#### [Extracted records]

┌──

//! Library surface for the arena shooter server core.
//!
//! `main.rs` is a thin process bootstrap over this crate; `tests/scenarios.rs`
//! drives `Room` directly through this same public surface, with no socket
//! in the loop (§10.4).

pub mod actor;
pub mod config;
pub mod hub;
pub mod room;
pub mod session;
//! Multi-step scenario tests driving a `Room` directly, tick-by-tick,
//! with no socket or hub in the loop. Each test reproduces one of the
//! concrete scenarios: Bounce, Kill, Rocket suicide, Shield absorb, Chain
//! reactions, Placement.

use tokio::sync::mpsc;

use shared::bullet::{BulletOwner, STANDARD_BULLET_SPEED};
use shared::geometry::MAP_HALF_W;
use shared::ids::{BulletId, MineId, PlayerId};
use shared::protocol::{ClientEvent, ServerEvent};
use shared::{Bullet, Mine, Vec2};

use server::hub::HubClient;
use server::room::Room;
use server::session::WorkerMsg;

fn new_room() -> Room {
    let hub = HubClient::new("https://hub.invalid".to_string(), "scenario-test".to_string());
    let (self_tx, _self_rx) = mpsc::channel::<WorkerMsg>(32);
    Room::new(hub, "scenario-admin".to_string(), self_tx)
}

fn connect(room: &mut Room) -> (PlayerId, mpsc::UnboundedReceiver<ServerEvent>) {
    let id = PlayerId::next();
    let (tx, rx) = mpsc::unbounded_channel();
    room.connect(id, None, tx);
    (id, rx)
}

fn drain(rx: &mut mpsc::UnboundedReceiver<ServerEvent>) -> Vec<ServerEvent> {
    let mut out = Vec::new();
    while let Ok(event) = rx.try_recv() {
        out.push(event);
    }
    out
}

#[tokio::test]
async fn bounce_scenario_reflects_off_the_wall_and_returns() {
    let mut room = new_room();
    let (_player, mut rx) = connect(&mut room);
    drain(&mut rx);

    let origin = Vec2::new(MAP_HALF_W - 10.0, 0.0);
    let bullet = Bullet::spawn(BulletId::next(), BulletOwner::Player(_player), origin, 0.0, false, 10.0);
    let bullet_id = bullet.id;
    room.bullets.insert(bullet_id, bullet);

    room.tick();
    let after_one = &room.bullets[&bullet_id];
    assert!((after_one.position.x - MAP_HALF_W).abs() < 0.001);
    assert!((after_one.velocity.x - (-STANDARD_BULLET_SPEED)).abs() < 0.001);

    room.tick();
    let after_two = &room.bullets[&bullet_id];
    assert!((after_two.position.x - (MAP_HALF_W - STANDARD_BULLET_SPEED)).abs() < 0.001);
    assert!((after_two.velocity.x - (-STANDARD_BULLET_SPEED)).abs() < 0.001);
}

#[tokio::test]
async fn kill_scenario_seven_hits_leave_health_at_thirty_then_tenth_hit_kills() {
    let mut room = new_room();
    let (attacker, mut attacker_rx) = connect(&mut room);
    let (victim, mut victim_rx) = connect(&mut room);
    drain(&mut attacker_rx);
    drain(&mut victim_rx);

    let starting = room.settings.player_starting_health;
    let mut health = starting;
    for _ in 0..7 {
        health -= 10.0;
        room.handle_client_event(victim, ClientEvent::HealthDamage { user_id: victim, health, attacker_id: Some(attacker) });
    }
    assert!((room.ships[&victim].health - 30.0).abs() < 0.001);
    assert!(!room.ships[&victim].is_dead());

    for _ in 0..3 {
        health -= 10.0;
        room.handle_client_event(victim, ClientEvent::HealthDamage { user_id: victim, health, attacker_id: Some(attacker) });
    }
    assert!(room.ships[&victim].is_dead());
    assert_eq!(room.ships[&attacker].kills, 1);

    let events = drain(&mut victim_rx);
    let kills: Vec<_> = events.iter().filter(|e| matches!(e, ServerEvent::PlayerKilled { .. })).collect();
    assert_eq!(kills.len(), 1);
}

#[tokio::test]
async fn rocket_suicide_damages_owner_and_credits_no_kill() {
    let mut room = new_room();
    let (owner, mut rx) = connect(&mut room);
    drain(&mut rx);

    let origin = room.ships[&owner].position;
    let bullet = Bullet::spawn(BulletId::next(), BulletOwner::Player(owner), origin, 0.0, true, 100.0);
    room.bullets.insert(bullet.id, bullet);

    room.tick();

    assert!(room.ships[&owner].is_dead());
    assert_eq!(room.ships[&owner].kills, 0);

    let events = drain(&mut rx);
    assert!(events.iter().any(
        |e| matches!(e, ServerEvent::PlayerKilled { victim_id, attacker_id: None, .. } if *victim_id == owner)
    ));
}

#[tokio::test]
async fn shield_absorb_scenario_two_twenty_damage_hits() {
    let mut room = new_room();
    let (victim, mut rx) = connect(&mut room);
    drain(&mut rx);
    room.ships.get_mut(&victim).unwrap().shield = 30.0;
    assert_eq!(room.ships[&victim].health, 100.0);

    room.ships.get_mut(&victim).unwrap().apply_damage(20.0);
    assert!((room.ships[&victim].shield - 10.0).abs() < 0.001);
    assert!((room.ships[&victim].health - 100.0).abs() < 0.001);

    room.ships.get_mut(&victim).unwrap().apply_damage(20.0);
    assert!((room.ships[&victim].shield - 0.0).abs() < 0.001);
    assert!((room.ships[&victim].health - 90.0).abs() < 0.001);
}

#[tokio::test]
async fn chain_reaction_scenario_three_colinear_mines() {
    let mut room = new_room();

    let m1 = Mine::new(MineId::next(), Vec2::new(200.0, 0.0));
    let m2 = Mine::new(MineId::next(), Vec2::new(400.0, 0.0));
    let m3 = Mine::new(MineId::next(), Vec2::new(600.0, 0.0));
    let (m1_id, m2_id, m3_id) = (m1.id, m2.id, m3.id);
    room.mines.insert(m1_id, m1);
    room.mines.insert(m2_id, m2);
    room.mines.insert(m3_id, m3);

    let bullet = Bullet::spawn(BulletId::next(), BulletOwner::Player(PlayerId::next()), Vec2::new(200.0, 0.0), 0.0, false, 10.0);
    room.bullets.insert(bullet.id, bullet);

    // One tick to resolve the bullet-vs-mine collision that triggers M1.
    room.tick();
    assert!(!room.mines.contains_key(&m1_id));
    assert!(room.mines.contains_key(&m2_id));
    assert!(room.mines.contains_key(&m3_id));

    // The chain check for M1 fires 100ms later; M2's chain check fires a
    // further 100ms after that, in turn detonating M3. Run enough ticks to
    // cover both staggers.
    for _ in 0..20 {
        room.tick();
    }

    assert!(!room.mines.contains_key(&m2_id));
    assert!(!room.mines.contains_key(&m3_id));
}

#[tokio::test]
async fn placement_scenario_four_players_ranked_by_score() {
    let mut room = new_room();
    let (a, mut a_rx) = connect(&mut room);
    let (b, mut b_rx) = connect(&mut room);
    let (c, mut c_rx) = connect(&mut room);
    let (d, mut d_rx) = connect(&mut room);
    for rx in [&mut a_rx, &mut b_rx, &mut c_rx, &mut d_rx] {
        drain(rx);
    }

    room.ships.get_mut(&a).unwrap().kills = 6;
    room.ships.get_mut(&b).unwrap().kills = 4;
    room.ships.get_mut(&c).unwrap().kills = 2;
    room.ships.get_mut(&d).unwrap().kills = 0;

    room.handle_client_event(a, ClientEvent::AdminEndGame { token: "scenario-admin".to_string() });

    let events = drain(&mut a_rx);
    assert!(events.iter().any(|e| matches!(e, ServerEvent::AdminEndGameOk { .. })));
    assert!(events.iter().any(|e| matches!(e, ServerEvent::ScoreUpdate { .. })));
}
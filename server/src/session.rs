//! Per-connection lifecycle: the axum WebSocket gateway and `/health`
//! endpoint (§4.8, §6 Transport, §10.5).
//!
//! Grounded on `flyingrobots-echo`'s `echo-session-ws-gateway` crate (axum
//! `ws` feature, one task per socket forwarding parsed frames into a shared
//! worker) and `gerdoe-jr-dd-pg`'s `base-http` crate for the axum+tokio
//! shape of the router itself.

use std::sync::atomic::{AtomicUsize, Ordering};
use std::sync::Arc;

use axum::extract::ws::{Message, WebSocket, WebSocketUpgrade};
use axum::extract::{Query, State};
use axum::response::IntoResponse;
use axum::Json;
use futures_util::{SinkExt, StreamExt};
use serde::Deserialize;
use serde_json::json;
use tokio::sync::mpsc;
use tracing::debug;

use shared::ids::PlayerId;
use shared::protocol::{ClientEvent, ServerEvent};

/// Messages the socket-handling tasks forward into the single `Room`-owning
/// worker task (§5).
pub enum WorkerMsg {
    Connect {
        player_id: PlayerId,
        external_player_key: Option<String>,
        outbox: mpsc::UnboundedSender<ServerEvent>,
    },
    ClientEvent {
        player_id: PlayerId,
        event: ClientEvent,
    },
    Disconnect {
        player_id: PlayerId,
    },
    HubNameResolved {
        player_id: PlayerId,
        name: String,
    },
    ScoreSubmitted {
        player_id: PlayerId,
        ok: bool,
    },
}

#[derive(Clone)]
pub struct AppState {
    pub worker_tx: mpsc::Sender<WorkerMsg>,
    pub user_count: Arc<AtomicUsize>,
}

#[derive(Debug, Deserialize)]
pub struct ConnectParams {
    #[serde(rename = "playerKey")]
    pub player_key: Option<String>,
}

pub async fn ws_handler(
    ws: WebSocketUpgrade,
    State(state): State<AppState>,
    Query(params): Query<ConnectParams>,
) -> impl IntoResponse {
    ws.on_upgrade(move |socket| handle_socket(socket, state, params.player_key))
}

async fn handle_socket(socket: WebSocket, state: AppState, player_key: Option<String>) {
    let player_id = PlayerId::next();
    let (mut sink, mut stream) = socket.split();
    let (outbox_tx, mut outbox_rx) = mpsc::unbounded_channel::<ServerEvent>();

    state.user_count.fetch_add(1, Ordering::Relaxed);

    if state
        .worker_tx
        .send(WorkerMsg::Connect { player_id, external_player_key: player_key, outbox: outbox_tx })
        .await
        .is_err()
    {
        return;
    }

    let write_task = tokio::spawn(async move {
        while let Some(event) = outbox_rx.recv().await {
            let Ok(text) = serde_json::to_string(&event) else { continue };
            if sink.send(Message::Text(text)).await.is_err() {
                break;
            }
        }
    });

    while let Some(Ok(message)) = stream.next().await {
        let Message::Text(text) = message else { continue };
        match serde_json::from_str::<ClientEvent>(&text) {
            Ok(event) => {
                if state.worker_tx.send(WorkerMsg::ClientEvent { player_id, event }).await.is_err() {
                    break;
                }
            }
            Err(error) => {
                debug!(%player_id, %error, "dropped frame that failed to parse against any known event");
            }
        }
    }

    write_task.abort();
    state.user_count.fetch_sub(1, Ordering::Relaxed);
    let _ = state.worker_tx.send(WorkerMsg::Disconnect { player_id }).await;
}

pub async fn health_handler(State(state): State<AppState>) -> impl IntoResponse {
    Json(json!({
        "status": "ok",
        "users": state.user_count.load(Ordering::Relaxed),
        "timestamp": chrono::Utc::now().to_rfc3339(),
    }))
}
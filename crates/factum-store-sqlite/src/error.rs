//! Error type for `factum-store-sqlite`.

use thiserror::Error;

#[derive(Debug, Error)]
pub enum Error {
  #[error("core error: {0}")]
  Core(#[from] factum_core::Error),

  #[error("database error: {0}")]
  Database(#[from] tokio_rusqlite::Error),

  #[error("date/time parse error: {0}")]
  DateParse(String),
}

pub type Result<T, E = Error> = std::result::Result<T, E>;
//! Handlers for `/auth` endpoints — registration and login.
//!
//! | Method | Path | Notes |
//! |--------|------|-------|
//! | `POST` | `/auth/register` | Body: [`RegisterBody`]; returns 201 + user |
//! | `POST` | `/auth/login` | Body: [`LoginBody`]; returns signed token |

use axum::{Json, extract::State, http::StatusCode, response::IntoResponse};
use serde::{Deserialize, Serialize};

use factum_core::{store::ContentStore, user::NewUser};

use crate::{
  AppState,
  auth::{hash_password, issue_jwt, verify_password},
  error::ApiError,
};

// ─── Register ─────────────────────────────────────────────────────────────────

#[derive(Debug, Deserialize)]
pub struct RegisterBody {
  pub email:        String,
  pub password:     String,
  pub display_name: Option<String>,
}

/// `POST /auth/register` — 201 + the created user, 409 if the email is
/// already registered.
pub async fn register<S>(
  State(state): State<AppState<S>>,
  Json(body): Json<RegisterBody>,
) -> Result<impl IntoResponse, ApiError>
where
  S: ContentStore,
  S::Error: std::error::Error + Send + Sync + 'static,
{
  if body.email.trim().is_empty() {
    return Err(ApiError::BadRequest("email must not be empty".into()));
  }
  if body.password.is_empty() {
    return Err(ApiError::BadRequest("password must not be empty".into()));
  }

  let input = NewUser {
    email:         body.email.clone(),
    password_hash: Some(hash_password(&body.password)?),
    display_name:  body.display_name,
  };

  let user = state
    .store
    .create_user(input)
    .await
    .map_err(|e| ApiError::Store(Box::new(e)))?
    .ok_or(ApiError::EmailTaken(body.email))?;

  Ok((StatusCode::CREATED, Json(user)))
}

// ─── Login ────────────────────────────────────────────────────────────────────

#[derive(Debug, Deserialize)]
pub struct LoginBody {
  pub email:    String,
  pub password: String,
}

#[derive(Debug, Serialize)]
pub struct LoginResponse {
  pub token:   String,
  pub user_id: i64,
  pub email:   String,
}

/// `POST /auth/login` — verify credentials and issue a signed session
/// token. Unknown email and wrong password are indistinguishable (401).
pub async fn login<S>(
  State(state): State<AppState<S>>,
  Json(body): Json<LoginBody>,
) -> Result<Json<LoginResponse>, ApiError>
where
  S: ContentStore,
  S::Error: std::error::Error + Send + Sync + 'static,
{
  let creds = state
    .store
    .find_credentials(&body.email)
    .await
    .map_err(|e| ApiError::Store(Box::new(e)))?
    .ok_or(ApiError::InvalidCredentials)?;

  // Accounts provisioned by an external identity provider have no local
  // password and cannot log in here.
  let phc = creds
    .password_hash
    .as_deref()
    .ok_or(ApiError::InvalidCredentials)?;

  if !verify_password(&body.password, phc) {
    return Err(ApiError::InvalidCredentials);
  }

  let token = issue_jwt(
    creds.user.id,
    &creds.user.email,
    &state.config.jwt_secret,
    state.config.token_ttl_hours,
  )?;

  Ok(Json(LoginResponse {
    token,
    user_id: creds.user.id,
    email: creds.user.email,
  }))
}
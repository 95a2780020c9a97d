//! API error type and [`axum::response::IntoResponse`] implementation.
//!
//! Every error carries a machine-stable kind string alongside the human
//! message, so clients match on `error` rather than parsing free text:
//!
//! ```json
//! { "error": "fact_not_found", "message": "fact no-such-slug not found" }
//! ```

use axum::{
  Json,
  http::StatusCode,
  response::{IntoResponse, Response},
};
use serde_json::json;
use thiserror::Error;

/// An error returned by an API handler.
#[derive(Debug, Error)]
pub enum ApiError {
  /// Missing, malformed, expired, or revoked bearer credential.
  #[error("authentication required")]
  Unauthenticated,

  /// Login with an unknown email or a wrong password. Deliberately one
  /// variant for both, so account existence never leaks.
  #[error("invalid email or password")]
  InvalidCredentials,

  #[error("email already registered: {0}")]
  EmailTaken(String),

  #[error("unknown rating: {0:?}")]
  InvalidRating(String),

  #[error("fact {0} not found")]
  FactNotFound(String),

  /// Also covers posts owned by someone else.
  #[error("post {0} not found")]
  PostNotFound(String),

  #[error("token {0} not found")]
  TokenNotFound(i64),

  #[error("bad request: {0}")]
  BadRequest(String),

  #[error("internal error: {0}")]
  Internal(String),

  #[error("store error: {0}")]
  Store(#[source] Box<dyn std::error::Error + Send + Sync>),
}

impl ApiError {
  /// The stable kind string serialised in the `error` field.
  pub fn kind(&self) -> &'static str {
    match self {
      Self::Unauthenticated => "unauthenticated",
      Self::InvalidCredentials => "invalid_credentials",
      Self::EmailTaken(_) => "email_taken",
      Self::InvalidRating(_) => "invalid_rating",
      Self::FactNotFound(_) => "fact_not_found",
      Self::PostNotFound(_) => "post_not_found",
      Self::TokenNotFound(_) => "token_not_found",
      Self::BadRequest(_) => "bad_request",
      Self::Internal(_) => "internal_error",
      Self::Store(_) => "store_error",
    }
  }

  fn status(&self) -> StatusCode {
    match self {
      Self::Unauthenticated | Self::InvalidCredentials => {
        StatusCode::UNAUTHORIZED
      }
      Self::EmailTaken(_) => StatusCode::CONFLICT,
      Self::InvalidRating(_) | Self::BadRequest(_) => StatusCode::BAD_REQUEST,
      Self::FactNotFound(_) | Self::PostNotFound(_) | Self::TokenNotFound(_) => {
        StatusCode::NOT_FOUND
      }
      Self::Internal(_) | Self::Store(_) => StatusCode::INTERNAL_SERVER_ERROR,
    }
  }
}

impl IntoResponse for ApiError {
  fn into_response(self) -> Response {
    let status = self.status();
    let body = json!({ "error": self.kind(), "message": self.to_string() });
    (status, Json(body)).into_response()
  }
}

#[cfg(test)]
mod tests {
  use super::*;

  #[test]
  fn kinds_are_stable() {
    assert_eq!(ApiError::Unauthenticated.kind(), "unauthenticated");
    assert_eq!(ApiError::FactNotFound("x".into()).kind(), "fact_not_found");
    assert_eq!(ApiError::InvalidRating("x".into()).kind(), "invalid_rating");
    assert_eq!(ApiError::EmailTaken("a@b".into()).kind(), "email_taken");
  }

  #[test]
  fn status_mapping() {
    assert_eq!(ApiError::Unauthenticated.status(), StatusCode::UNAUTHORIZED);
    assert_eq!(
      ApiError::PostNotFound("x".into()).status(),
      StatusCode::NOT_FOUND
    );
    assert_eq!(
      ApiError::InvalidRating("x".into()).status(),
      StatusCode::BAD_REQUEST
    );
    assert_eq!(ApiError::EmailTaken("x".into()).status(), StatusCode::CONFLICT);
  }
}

└──

Start at the line with "Self::InvalidRating(_) | Self::BadRequest(_)". Give that line and every line after it again, word for word, through the last line above.

#### [Response to the task]
      Self::InvalidRating(_) | Self::BadRequest(_) => StatusCode::BAD_REQUEST,
      Self::FactNotFound(_) | Self::PostNotFound(_) | Self::TokenNotFound(_) => {
        StatusCode::NOT_FOUND
      }
      Self::Internal(_) | Self::Store(_) => StatusCode::INTERNAL_SERVER_ERROR,
    }
  }
}

impl IntoResponse for ApiError {
  fn into_response(self) -> Response {
    let status = self.status();
    let body = json!({ "error": self.kind(), "message": self.to_string() });
    (status, Json(body)).into_response()
  }
}

#[cfg(test)]
mod tests {
  use super::*;

  #[test]
  fn kinds_are_stable() {
    assert_eq!(ApiError::Unauthenticated.kind(), "unauthenticated");
    assert_eq!(ApiError::FactNotFound("x".into()).kind(), "fact_not_found");
    assert_eq!(ApiError::InvalidRating("x".into()).kind(), "invalid_rating");
    assert_eq!(ApiError::EmailTaken("a@b".into()).kind(), "email_taken");
  }

  #[test]
  fn status_mapping() {
    assert_eq!(ApiError::Unauthenticated.status(), StatusCode::UNAUTHORIZED);
    assert_eq!(
      ApiError::PostNotFound("x".into()).status(),
      StatusCode::NOT_FOUND
    );
    assert_eq!(
      ApiError::InvalidRating("x".into()).status(),
      StatusCode::BAD_REQUEST
    );
    assert_eq!(ApiError::EmailTaken("x".into()).status(), StatusCode::CONFLICT);
  }
}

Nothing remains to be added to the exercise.